But gloves are also used as symbols of quarrel
as well as of possession, and to throw down
the gauntlet has always meant to challenge, to
assume the right to defend, both in chivalrous
times, and before and after. Even we have still
the Champion in our coronations, with his well-
trained steed, and the beautiful manor of
Scrivelsby, held on the easy condition that he shall
ride into Westminster Hall—the riding out again,
backing, is not quite so pleasant—challenge the
assembled universe to dispute the title of the then
occupant of the throne, and fling down a gage on
the floor: which, in process of time, one of the
royal footmen perhaps, or perhaps a beadle, or one
of the Household Brigade,will pick up, and return
to the special Dymoke performing. Who does
not know that beautiful story of Bernard Gilpin,
when he went into the church of the Quarrelsome,
and saw the gloves hung up as a general
challenge to all comers who would care to take an
ill-conditioned fellow's insult on their shoulders?
The sexton would not for the life of him touch
the gloves: but Bernard Gilpin, taking a long
pole, lifted them off their hook, and took both
them and the quarrel on himself: drawing
them forth during the sermon, and rating the
parish soundly for harbouring such evil thoughts,
and suffering such unchristian practices to
abound. Yet it was a very common thing in
chivalrous times to hang up the gauntlet in the
church; when woe to him who touched it or
took it down! Nothing less than a quarrel Ã
outrance for a cause as silly as the mode of
defending it was barbarous. The last challenge
by means of a glove was in Queen Elizabeth's
time, in the year 1571, on the occasion of a
dispute concerning some lands in Kent: when a
trial by single combat was demanded—the
disputants meeting in court, where one drew his glove
and threw it down, and the other picked it up
with the point of his sword. For the honour
of humanity and common sense the stupid fools
were not let to fight; and the rightful ownership
of the Kentish lands was settled some other
way.
Sometimes a glove was used as the symbol of
protection, not of quarrel and insult: and even
to this day it is hung out in some towns
during fair-times, in remembrance of the time
when it was a sign that all who gathered there
were safe from those annoying things called
duns, and need be under no apprehension of
sudden seizure by living shoulder-knots, more
startling than pleasing. "Hoisting the glove"
is still practised at Exeter during the Lammas
Fair.

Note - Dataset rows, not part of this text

// Per-user resource accounting for in-flight messages

use crate::error::{Error, Result};
use crossbeam_utils::CachePadded;
use std::collections::HashMap;
use std::sync::atomic::{AtomicUsize, Ordering};
use std::sync::Arc;

pub const DEFAULT_MAX_BYTES: usize = 16 * 1024 * 1024;
pub const DEFAULT_MAX_HANDLES: usize = 65536;
pub const DEFAULT_MAX_FDS: usize = 4096;

/// Upper bounds on what one user may have in flight across all peers.
#[derive(Debug, Clone, Copy, PartialEq, Eq)]
pub struct UserLimits {
    pub max_bytes: usize,
    pub max_handles: usize,
    pub max_fds: usize,
}

impl Default for UserLimits {
    fn default() -> Self {
        Self {
            max_bytes: DEFAULT_MAX_BYTES,
            max_handles: DEFAULT_MAX_HANDLES,
            max_fds: DEFAULT_MAX_FDS,
        }
    }
}

/// Outstanding resources, either for a user globally or for a user on one peer.
#[derive(Debug, Clone, Copy, Default, PartialEq, Eq)]
pub struct QuotaStats {
    pub n_bytes: usize,
    pub n_handles: usize,
    pub n_fds: usize,
}

impl QuotaStats {
    pub fn is_empty(&self) -> bool {
        self.n_bytes == 0 && self.n_handles == 0 && self.n_fds == 0
    }
}

/// An accounted user. Messages keep an `Arc<User>` for as long as they hold
/// a charge against it.
pub struct User {
    uid: u32,
    limits: UserLimits,
    /// Charged counters, padded so users charged from different CPUs do not
    /// share cache lines.
    n_bytes: CachePadded<AtomicUsize>,
    n_handles: CachePadded<AtomicUsize>,
    n_fds: CachePadded<AtomicUsize>,
}

impl User {
    pub fn new(uid: u32) -> Arc<Self> {
        Self::with_limits(uid, UserLimits::default())
    }

    pub fn with_limits(uid: u32, limits: UserLimits) -> Arc<Self> {
        Arc::new(Self {
            uid,
            limits,
            n_bytes: CachePadded::new(AtomicUsize::new(0)),
            n_handles: CachePadded::new(AtomicUsize::new(0)),
            n_fds: CachePadded::new(AtomicUsize::new(0)),
        })
    }

    pub fn uid(&self) -> u32 {
        self.uid
    }

    pub fn limits(&self) -> UserLimits {
        self.limits
    }

    /// Snapshot of everything this user currently has charged.
    pub fn usage(&self) -> QuotaStats {
        QuotaStats {
            n_bytes: self.n_bytes.load(Ordering::Acquire),
            n_handles: self.n_handles.load(Ordering::Acquire),
            n_fds: self.n_fds.load(Ordering::Acquire),
        }
    }

    fn try_charge(counter: &AtomicUsize, amount: usize, limit: usize) -> bool {
        if amount == 0 {
            return true;
        }

        loop {
            let current = counter.load(Ordering::Acquire);
            let next = match current.checked_add(amount) {
                Some(next) if next <= limit => next,
                _ => return false,
            };

            if counter
                .compare_exchange_weak(current, next, Ordering::AcqRel, Ordering::Relaxed)
                .is_ok()
            {
                return true;
            }
            std::hint::spin_loop();
        }
    }

    fn uncharge(counter: &AtomicUsize, amount: usize) {
        if amount == 0 {
            return;
        }

        let prev = counter.fetch_sub(amount, Ordering::AcqRel);
        debug_assert!(prev >= amount, "quota discharge below zero");
    }
}

/// Per-peer ledger of what each user has charged on this peer.
///
/// Lives inside `PeerInfo` and is therefore only mutated under the peer lock.
/// The global per-user counters in [`User`] are updated lock-free.
#[derive(Debug, Default)]
pub struct PeerQuota {
    stats: HashMap<u32, QuotaStats>,
}

impl PeerQuota {
    pub fn new() -> Self {
        Self::default()
    }

    /// Charge `user` for the given resources.
    ///
    /// Either all three counters are debited or none is.
    pub fn charge(&mut self, user: &User, n_bytes: usize, n_handles: usize, n_fds: usize) -> Result<()> {
        let limits = user.limits;

        if !User::try_charge(&user.n_bytes, n_bytes, limits.max_bytes) {
            return Err(Error::QuotaExceeded);
        }
        if !User::try_charge(&user.n_handles, n_handles, limits.max_handles) {
            User::uncharge(&user.n_bytes, n_bytes);
            return Err(Error::QuotaExceeded);
        }
        if !User::try_charge(&user.n_fds, n_fds, limits.max_fds) {
            User::uncharge(&user.n_handles, n_handles);
            User::uncharge(&user.n_bytes, n_bytes);
            return Err(Error::QuotaExceeded);
        }

        let entry = self.stats.entry(user.uid).or_default();
        entry.n_bytes += n_bytes;
        entry.n_handles += n_handles;
        entry.n_fds += n_fds;
        Ok(())
    }

    /// Reverse an earlier [`PeerQuota::charge`] with the same arguments.
    pub fn discharge(&mut self, user: &User, n_bytes: usize, n_handles: usize, n_fds: usize) {
        match self.stats.get_mut(&user.uid) {
            Some(entry)
                if entry.n_bytes >= n_bytes
                    && entry.n_handles >= n_handles
                    && entry.n_fds >= n_fds =>
            {
                entry.n_bytes -= n_bytes;
                entry.n_handles -= n_handles;
                entry.n_fds -= n_fds;
                if entry.is_empty() {
                    self.stats.remove(&user.uid);
                }
            }
            _ => {
                log::error!(
                    "quota discharge of uid {} exceeds its charge on this peer ({n_bytes}/{n_handles}/{n_fds})",
                    user.uid
                );
                debug_assert!(false, "unbalanced quota discharge");
                return;
            }
        }

        User::uncharge(&user.n_fds, n_fds);
        User::uncharge(&user.n_handles, n_handles);
        User::uncharge(&user.n_bytes, n_bytes);
    }

    /// What `uid` currently has charged on this peer.
    pub fn stats(&self, uid: u32) -> QuotaStats {
        self.stats.get(&uid).copied().unwrap_or_default()
    }

    /// Number of users with an outstanding charge on this peer.
    pub fn user_count(&self) -> usize {
        self.stats.len()
    }
}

It is a glove of immense size, which is
stuffed and carried through the city, hoisted on
the top of a long pole all beflowered and
beribboned, attended with music, the beadles, and
the mobility, then hung out of a window of
the Guildhall as a sign that the fair has begun;
and when it is taken in, the fair is ended. At
the Free Mart of Portsmouth, also, a glove was
hung out of the window during fair-time, and
while it hung no one was arrested. So at
Macclesfield, in Cheshire; at Newport, Isle of Wight,
during market-time; and at Liverpool, on the
fair-days of the 25th of July, and 2nd of November.
At Barnstaple, too, a large glove, decked
with dahlias, is hung out from the window of the
Quay Hall, the oldest building of the city, and
while it hangs the fair is going on, and when it
is withdrawn the fair is at an end; and at Chester,
so famous for its gloves, they do the same thing.
The glove, in all these instances, meaning the
symbol of protection. Was it protection or
possession that the Romans symbolised by their
standard of the winged hand of power? And
which did the kings of Ulster mean by their
device of the hand upon their shields and banners?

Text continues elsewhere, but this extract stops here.